-- Source data follows --
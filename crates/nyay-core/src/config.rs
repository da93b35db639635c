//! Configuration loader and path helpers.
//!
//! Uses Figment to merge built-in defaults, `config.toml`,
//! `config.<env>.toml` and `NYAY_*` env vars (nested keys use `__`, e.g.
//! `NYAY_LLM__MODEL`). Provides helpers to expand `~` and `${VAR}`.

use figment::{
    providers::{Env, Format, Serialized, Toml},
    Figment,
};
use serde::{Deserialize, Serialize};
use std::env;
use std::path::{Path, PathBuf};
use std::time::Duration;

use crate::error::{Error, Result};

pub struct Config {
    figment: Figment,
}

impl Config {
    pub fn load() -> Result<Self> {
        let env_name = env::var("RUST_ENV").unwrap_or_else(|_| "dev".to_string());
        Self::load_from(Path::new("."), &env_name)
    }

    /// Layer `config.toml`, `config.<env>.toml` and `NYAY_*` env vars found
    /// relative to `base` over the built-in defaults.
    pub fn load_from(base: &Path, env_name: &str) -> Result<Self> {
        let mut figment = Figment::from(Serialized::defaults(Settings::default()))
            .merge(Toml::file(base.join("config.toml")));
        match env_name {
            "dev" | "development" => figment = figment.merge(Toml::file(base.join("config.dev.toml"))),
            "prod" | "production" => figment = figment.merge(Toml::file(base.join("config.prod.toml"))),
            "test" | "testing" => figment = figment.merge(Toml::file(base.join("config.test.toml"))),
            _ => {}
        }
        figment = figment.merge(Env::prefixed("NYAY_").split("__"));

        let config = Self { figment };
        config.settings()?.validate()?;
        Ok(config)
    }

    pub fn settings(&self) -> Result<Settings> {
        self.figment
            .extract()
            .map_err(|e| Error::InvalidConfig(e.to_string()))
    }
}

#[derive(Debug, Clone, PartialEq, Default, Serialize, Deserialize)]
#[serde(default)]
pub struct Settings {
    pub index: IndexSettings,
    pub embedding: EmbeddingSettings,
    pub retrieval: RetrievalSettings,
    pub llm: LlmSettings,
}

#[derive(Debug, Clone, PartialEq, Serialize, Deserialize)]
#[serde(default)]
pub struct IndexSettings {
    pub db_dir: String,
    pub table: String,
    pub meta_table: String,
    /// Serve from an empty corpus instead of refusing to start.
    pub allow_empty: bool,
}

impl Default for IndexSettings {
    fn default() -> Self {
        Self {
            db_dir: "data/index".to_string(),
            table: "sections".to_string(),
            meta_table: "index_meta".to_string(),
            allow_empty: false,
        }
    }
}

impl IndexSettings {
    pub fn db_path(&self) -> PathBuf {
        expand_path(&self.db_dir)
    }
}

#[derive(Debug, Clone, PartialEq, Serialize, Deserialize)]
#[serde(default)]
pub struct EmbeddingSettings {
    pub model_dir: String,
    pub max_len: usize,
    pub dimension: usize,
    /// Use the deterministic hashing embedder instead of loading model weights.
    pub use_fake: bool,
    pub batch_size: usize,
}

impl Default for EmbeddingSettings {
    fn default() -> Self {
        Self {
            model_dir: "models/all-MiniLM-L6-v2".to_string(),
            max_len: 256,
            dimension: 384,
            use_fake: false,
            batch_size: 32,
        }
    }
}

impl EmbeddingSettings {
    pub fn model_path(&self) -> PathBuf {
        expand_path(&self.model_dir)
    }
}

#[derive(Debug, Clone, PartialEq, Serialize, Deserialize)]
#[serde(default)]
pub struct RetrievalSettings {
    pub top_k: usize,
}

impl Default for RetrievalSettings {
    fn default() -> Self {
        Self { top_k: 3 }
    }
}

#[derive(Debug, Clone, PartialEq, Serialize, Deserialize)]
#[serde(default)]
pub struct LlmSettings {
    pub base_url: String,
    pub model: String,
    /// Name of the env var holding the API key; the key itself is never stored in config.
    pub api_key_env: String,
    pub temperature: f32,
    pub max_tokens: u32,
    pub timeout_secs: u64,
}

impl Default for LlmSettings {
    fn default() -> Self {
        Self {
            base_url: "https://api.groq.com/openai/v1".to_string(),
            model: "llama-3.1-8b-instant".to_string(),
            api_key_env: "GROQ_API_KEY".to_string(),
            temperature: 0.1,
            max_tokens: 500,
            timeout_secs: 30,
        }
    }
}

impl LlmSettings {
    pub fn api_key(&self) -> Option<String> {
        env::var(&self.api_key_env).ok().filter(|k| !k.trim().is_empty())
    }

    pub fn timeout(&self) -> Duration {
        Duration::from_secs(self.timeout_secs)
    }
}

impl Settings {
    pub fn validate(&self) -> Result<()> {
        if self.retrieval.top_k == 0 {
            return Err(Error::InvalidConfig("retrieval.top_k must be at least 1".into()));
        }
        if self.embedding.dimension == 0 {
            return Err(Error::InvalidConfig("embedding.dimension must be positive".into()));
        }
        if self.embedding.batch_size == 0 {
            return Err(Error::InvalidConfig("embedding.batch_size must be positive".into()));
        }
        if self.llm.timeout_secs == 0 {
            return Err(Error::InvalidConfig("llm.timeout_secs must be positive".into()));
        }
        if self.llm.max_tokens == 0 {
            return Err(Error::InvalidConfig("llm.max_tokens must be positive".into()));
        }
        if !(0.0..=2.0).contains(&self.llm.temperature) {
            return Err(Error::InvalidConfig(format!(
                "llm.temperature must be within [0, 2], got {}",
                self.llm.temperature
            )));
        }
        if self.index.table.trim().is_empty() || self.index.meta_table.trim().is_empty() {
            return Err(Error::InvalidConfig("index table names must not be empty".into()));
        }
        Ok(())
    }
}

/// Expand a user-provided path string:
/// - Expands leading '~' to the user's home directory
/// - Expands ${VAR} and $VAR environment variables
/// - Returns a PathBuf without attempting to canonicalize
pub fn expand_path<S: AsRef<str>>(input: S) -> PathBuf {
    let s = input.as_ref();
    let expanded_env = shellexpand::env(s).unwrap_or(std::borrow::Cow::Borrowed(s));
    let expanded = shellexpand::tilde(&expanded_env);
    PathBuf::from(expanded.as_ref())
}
-- Source data concluded --
*Problem requirements:* Search the records for the word "IndexSettings" and copy every line where it occurs.

*Written reply:*
    pub index: IndexSettings,
pub struct IndexSettings {
impl Default for IndexSettings {
impl IndexSettings {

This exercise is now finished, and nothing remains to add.